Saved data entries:
● ● ● ● ●

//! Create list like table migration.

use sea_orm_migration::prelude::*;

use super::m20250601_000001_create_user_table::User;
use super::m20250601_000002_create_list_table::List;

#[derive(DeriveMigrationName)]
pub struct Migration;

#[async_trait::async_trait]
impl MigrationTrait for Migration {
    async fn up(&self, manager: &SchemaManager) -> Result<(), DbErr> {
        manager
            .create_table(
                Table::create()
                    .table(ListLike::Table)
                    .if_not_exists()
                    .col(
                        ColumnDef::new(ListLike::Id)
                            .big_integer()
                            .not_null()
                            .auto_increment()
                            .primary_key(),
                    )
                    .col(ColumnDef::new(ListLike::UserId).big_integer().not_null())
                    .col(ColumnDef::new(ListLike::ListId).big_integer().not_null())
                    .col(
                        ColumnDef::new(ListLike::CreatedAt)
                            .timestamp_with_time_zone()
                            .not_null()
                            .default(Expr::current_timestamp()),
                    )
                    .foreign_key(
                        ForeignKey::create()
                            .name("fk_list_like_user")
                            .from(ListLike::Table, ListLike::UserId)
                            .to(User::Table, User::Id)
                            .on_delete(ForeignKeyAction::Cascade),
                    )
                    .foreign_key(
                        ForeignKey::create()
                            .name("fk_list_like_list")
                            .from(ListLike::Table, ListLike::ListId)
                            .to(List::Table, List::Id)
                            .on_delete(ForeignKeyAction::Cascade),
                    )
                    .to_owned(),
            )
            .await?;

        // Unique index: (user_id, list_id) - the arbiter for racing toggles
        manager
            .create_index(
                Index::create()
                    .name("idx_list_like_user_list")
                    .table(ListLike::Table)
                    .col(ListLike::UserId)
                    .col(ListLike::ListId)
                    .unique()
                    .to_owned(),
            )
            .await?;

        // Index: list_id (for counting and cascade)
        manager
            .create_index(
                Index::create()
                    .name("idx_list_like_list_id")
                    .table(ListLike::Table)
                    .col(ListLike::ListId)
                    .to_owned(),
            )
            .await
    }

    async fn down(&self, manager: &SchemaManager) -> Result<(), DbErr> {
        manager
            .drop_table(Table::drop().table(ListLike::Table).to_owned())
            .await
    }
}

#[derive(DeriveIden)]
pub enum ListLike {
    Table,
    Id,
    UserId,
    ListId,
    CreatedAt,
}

● ● ● ● ●

■ EXERCISE:
For the word "ColumnDef", show every line of the entries that holds it.

■ WRITTEN ANSWER:
                        ColumnDef::new(ListLike::Id)
                    .col(ColumnDef::new(ListLike::UserId).big_integer().not_null())
                    .col(ColumnDef::new(ListLike::ListId).big_integer().not_null())
                        ColumnDef::new(ListLike::CreatedAt)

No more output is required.